Data to use:
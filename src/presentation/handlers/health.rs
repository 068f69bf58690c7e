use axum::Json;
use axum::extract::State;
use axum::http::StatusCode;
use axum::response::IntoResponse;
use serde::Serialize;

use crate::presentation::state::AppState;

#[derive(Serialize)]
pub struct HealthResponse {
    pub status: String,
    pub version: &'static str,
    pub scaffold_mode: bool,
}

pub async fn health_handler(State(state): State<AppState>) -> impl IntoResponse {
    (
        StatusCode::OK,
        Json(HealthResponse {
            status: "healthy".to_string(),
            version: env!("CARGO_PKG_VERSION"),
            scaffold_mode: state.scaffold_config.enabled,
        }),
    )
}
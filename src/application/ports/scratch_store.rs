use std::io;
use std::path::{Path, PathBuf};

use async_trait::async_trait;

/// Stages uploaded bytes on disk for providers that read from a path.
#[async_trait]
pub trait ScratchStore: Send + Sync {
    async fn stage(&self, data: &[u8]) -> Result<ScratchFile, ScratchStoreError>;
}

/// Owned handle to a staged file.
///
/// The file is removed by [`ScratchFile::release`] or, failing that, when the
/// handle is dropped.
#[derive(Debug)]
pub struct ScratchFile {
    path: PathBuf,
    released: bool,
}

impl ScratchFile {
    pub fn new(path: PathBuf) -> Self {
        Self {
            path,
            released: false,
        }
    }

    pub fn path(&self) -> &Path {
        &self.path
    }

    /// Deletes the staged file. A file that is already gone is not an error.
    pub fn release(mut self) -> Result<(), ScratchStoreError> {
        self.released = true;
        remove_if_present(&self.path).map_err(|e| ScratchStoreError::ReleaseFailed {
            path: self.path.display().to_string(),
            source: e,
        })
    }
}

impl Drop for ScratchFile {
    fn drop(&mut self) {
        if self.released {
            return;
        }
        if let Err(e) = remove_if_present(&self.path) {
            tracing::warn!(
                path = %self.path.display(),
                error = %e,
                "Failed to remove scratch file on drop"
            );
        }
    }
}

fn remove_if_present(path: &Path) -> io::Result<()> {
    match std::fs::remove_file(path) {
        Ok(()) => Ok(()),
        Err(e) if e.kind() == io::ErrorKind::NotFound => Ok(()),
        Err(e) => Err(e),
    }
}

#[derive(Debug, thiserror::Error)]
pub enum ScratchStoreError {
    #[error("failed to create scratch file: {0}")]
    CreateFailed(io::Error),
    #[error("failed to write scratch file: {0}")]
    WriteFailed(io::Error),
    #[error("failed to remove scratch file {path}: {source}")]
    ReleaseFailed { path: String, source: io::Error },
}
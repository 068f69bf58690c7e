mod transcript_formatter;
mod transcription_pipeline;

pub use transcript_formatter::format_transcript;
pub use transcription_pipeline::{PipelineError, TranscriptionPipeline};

Assigned task:
Whatever the entries above contain, reproduce all of them exactly.

Result:
filename src/presentation/handlers/health.rs
repository 068f69bf58690c7e
use axum::Json;
use axum::extract::State;
use axum::http::StatusCode;
use axum::response::IntoResponse;
use serde::Serialize;

use crate::presentation::state::AppState;

#[derive(Serialize)]
pub struct HealthResponse {
    pub status: String,
    pub version: &'static str,
    pub scaffold_mode: bool,
}

pub async fn health_handler(State(state): State<AppState>) -> impl IntoResponse {
    (
        StatusCode::OK,
        Json(HealthResponse {
            status: "healthy".to_string(),
            version: env!("CARGO_PKG_VERSION"),
            scaffold_mode: state.scaffold_config.enabled,
        }),
    )
}
filename src/application/ports/scratch_store.rs
use std::io;
use std::path::{Path, PathBuf};

use async_trait::async_trait;

/// Stages uploaded bytes on disk for providers that read from a path.
#[async_trait]
pub trait ScratchStore: Send + Sync {
    async fn stage(&self, data: &[u8]) -> Result<ScratchFile, ScratchStoreError>;
}

/// Owned handle to a staged file.
///
/// The file is removed by [`ScratchFile::release`] or, failing that, when the
/// handle is dropped.
#[derive(Debug)]
pub struct ScratchFile {
    path: PathBuf,
    released: bool,
}

impl ScratchFile {
    pub fn new(path: PathBuf) -> Self {
        Self {
            path,
            released: false,
        }
    }

    pub fn path(&self) -> &Path {
        &self.path
    }

    /// Deletes the staged file. A file that is already gone is not an error.
    pub fn release(mut self) -> Result<(), ScratchStoreError> {
        self.released = true;
        remove_if_present(&self.path).map_err(|e| ScratchStoreError::ReleaseFailed {
            path: self.path.display().to_string(),
            source: e,
        })
    }
}

impl Drop for ScratchFile {
    fn drop(&mut self) {
        if self.released {
            return;
        }
        if let Err(e) = remove_if_present(&self.path) {
            tracing::warn!(
                path = %self.path.display(),
                error = %e,
                "Failed to remove scratch file on drop"
            );
        }
    }
}

fn remove_if_present(path: &Path) -> io::Result<()> {
    match std::fs::remove_file(path) {
        Ok(()) => Ok(()),
        Err(e) if e.kind() == io::ErrorKind::NotFound => Ok(()),
        Err(e) => Err(e),
    }
}

#[derive(Debug, thiserror::Error)]
pub enum ScratchStoreError {
    #[error("failed to create scratch file: {0}")]
    CreateFailed(io::Error),
    #[error("failed to write scratch file: {0}")]
    WriteFailed(io::Error),
    #[error("failed to remove scratch file {path}: {source}")]
    ReleaseFailed { path: String, source: io::Error },
}
repository 068f69bf58690c7e
mod transcript_formatter;
mod transcription_pipeline;

pub use transcript_formatter::format_transcript;
pub use transcription_pipeline::{PipelineError, TranscriptionPipeline};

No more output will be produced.